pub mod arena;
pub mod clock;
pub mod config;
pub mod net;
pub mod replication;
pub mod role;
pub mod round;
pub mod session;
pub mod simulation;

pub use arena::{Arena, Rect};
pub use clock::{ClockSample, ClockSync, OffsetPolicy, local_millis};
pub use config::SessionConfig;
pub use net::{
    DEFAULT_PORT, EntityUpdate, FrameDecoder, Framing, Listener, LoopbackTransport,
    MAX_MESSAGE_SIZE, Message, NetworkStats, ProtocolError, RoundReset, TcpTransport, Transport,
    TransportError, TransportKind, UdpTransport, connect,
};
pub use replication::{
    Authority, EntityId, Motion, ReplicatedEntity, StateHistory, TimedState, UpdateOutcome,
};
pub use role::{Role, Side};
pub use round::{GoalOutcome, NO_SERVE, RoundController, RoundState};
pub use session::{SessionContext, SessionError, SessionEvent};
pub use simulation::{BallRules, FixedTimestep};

■ ■ ■ ■

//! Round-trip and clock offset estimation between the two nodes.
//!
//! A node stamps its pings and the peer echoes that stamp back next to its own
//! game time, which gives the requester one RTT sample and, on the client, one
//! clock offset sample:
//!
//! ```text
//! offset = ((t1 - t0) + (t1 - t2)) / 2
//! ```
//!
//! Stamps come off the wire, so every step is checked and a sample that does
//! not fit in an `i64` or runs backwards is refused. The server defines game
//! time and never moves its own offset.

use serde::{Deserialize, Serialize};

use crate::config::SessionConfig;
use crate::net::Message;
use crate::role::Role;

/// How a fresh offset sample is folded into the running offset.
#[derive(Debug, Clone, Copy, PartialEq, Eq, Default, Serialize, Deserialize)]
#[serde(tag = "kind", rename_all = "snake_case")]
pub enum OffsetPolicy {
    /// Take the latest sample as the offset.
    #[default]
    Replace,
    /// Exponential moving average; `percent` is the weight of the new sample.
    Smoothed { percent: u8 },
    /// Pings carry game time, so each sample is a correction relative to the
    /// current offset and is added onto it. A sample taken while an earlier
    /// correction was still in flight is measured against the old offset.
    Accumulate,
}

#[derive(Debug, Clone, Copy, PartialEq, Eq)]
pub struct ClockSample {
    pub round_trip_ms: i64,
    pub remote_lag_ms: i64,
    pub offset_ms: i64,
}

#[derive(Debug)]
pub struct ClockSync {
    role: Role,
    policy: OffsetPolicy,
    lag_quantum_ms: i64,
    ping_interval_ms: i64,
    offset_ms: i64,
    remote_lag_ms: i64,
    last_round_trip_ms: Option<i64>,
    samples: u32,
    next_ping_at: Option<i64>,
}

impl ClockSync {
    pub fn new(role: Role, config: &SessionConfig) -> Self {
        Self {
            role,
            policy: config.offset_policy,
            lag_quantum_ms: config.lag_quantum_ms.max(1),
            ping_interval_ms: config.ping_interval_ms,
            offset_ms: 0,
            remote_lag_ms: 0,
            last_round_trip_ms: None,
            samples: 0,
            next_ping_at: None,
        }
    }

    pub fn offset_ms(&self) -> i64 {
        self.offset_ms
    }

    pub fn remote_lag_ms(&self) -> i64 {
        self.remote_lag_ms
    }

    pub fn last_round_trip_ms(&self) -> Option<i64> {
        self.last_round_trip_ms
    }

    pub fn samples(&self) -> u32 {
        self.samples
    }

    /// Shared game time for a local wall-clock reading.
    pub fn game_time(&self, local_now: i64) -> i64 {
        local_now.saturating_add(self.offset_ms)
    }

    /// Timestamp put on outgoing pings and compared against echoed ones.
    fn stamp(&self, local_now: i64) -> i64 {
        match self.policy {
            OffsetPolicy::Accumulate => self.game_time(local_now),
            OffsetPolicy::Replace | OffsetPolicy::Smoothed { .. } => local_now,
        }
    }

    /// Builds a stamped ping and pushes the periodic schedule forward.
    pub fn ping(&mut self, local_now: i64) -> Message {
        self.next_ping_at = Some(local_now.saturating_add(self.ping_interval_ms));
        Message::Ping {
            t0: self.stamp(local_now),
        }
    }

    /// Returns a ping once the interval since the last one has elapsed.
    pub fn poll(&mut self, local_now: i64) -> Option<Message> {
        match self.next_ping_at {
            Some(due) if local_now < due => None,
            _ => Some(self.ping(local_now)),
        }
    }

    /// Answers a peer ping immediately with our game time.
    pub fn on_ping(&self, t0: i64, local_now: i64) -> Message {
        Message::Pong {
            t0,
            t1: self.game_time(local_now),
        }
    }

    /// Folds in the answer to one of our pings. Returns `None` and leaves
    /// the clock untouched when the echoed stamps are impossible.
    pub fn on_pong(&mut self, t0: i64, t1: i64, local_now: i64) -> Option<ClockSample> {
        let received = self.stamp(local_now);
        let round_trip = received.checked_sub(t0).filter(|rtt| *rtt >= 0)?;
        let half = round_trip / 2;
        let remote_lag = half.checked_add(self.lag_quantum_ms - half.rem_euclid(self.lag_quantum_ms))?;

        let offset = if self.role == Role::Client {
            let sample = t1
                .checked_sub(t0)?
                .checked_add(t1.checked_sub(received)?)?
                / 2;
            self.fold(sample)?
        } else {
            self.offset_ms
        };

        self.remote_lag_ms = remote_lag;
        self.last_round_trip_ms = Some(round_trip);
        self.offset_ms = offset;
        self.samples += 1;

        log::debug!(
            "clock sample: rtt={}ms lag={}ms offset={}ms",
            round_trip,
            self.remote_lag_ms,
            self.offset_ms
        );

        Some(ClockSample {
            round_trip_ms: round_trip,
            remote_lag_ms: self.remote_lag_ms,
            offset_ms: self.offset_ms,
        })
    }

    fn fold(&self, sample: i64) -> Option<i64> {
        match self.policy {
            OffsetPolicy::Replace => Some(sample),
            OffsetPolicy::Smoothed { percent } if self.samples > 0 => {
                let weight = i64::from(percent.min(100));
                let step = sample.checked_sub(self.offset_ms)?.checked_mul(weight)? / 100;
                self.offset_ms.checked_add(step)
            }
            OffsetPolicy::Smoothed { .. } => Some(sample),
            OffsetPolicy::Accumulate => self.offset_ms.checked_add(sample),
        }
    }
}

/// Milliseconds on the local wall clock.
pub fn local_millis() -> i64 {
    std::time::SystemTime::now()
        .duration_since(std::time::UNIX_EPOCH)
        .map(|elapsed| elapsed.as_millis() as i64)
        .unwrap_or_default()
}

■ ■ ■ ■

# Requirement:
Determine how many lines in the listing above hold the word "half", and reply with that number only.

# Result below:
2